**TASK OBJECTIVE**.
Every line in the records below with the string "Debug" needs to be copied out.

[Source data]
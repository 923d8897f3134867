use super::columns::{resolve_column, AliasMap};
use super::Params;
use crate::models::Filter;
use crate::registry::SchemaRegistry;
use crate::time::parse_time_value;
use chrono::{DateTime, SecondsFormat, Utc};
use serde_json::Value;

#[derive(Debug, Clone, Copy, PartialEq, Eq)]
enum FilterOp {
    Eq,
    NotEq,
    Gt,
    Gte,
    Lt,
    Lte,
    Like,
    In,
    NotIn,
}

impl FilterOp {
    fn parse(raw: &str) -> Option<Self> {
        let normalized = raw
            .trim()
            .to_ascii_lowercase()
            .replace('_', " ")
            .split_whitespace()
            .collect::<Vec<_>>()
            .join(" ");
        match normalized.as_str() {
            "=" | "==" | "eq" => Some(FilterOp::Eq),
            "!=" | "<>" | "ne" => Some(FilterOp::NotEq),
            ">" | "gt" => Some(FilterOp::Gt),
            ">=" | "gte" => Some(FilterOp::Gte),
            "<" | "lt" => Some(FilterOp::Lt),
            "<=" | "lte" => Some(FilterOp::Lte),
            "like" => Some(FilterOp::Like),
            "in" => Some(FilterOp::In),
            "not in" => Some(FilterOp::NotIn),
            _ => None,
        }
    }

    fn as_sql(self) -> &'static str {
        match self {
            FilterOp::Eq => "=",
            FilterOp::NotEq => "<>",
            FilterOp::Gt => ">",
            FilterOp::Gte => ">=",
            FilterOp::Lt => "<",
            FilterOp::Lte => "<=",
            FilterOp::Like => "LIKE",
            FilterOp::In => "IN",
            FilterOp::NotIn => "NOT IN",
        }
    }

    fn is_list(self) -> bool {
        matches!(self, FilterOp::In | FilterOp::NotIn)
    }
}

/// Accumulates WHERE predicates. Parameters are numbered `p0, p1, …` in
/// emission order; list members become `pN_0, pN_1, …`.
#[derive(Debug, Default)]
pub(super) struct WhereBuilder {
    predicates: Vec<String>,
    params: Params,
    next: usize,
}

impl WhereBuilder {
    fn next_name(&mut self) -> String {
        let name = format!("p{}", self.next);
        self.next += 1;
        name
    }

    pub(super) fn add_filters(
        &mut self,
        filters: &[Filter],
        aliases: &AliasMap,
        registry: &SchemaRegistry,
        diagnostics: &mut Vec<String>,
    ) {
        for filter in filters {
            self.add_filter(filter, aliases, registry, diagnostics);
        }
    }

    fn add_filter(
        &mut self,
        filter: &Filter,
        aliases: &AliasMap,
        registry: &SchemaRegistry,
        diagnostics: &mut Vec<String>,
    ) {
        let Some(column) = resolve_column(&filter.field, aliases, registry) else {
            diagnostics.push(format!(
                "dropped filter on '{}': field does not resolve to a joined column",
                filter.field
            ));
            return;
        };

        let op = FilterOp::parse(&filter.op).unwrap_or_else(|| {
            diagnostics.push(format!(
                "filter on '{}': unsupported operator '{}' coerced to '='",
                filter.field, filter.op
            ));
            FilterOp::Eq
        });

        match (&filter.value, op.is_list()) {
            (Value::Object(_), _) => {
                diagnostics.push(format!(
                    "dropped filter on '{}': object values are not supported",
                    filter.field
                ));
            }
            (Value::Array(items), true) => {
                if items.is_empty() {
                    diagnostics.push(format!(
                        "dropped filter on '{}': empty list for {}",
                        filter.field,
                        op.as_sql()
                    ));
                    return;
                }
                if items.iter().any(|v| v.is_array() || v.is_object()) {
                    diagnostics.push(format!(
                        "dropped filter on '{}': list members must be scalars",
                        filter.field
                    ));
                    return;
                }
                let base = self.next_name();
                let placeholders: Vec<String> = items
                    .iter()
                    .enumerate()
                    .map(|(idx, item)| {
                        let name = format!("{base}_{idx}");
                        self.params.push(&name, item.clone());
                        format!(":{name}")
                    })
                    .collect();
                self.predicates.push(format!(
                    "{} {} ({})",
                    column.expr,
                    op.as_sql(),
                    placeholders.join(", ")
                ));
            }
            (_, true) => {
                diagnostics.push(format!(
                    "dropped filter on '{}': {} requires a list value",
                    filter.field,
                    op.as_sql()
                ));
            }
            (Value::Array(_), false) => {
                diagnostics.push(format!(
                    "dropped filter on '{}': list value used with '{}'",
                    filter.field,
                    op.as_sql()
                ));
            }
            (Value::Null, false) => match op {
                FilterOp::Eq => self.predicates.push(format!("{} IS NULL", column.expr)),
                FilterOp::NotEq => self.predicates.push(format!("{} IS NOT NULL", column.expr)),
                _ => diagnostics.push(format!(
                    "dropped filter on '{}': null compared with '{}'",
                    filter.field,
                    op.as_sql()
                )),
            },
            (value, false) => {
                let name = self.next_name();
                self.params.push(&name, value.clone());
                self.predicates
                    .push(format!("{} {} :{name}", column.expr, op.as_sql()));
            }
        }
    }

    /// Bounds `time_field` by a parsed time-range preset.
    pub(super) fn add_time_range(
        &mut self,
        time_field: Option<&str>,
        raw_range: &str,
        now: DateTime<Utc>,
        aliases: &AliasMap,
        registry: &SchemaRegistry,
        diagnostics: &mut Vec<String>,
    ) {
        let Some(column) = time_field.and_then(|field| resolve_column(field, aliases, registry))
        else {
            diagnostics.push(format!(
                "ignored time_range '{raw_range}': time_field does not resolve to a joined column"
            ));
            return;
        };

        let range = match parse_time_value(raw_range).and_then(|window| window.resolve(now)) {
            Ok(range) => range,
            Err(err) => {
                diagnostics.push(format!("ignored time_range '{raw_range}': {err}"));
                return;
            }
        };

        for (bound, op) in [(range.start, ">="), (range.end, "<=")] {
            if let Some(bound) = bound {
                let name = self.next_name();
                self.params.push(
                    &name,
                    Value::String(bound.to_rfc3339_opts(SecondsFormat::Millis, true)),
                );
                self.predicates
                    .push(format!("{} {op} :{name}", column.expr));
            }
        }
    }

    pub(super) fn finish(self) -> (Option<String>, Params) {
        let clause = if self.predicates.is_empty() {
            None
        } else {
            Some(self.predicates.join(" AND "))
        };
        (clause, self.params)
    }
}

#[cfg(test)]
mod tests {
    use super::*;
    use pretty_assertions::assert_eq;
    use serde_json::json;

    fn registry() -> SchemaRegistry {
        SchemaRegistry::from_json(
            r#"{"tables": {"s.orders": {"columns": [
                {"name": "region"}, {"name": "amount"}, {"name": "created_at"}
            ]}}}"#,
        )
        .unwrap()
    }

    fn filter(field: &str, op: &str, value: Value) -> Filter {
        Filter {
            field: field.into(),
            op: op.into(),
            value,
        }
    }

    #[test]
    fn numbers_params_in_emission_order() {
        let registry = registry();
        let aliases = AliasMap::with_primary("s.orders");
        let mut diagnostics = Vec::new();
        let mut builder = WhereBuilder::default();
        builder.add_filters(
            &[
                filter("nope", "=", json!(1)),
                filter("region", "in", json!(["EU", "US"])),
                filter("amount", "drop table", json!(5)),
                filter("region", "not_in", json!("EU")),
                filter("amount", ">=", json!([1, 2])),
                filter("region", "=", json!({"a": 1})),
                filter("region", "in", json!([])),
                filter("region", "!=", Value::Null),
            ],
            &aliases,
            &registry,
            &mut diagnostics,
        );

        let (clause, params) = builder.finish();
        assert_eq!(
            clause.unwrap(),
            "t0.\"region\" IN (:p0_0, :p0_1) AND t0.\"amount\" = :p1 AND t0.\"region\" IS NOT NULL"
        );
        assert_eq!(
            params.names().collect::<Vec<_>>(),
            vec!["p0_0", "p0_1", "p1"]
        );
        assert_eq!(diagnostics.len(), 6, "{diagnostics:?}");
    }

    #[test]
    fn time_range_binds_rfc3339_bounds() {
        let registry = registry();
        let aliases = AliasMap::with_primary("s.orders");
        let mut diagnostics = Vec::new();
        let mut builder = WhereBuilder::default();
        let now = DateTime::parse_from_rfc3339("2025-03-10T12:00:00Z")
            .unwrap()
            .with_timezone(&Utc);

        builder.add_time_range(Some("created_at"), "last_2d", now, &aliases, &registry, &mut diagnostics);
        builder.add_time_range(None, "today", now, &aliases, &registry, &mut diagnostics);

        let (clause, params) = builder.finish();
        assert_eq!(
            clause.unwrap(),
            "t0.\"created_at\" >= :p0 AND t0.\"created_at\" <= :p1"
        );
        assert_eq!(params.get("p0"), Some(&json!("2025-03-08T12:00:00.000Z")));
        assert_eq!(diagnostics.len(), 1);
    }
}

**RESPONSE BOX**.
#[derive(Debug, Clone, Copy, PartialEq, Eq)]
#[derive(Debug, Default)]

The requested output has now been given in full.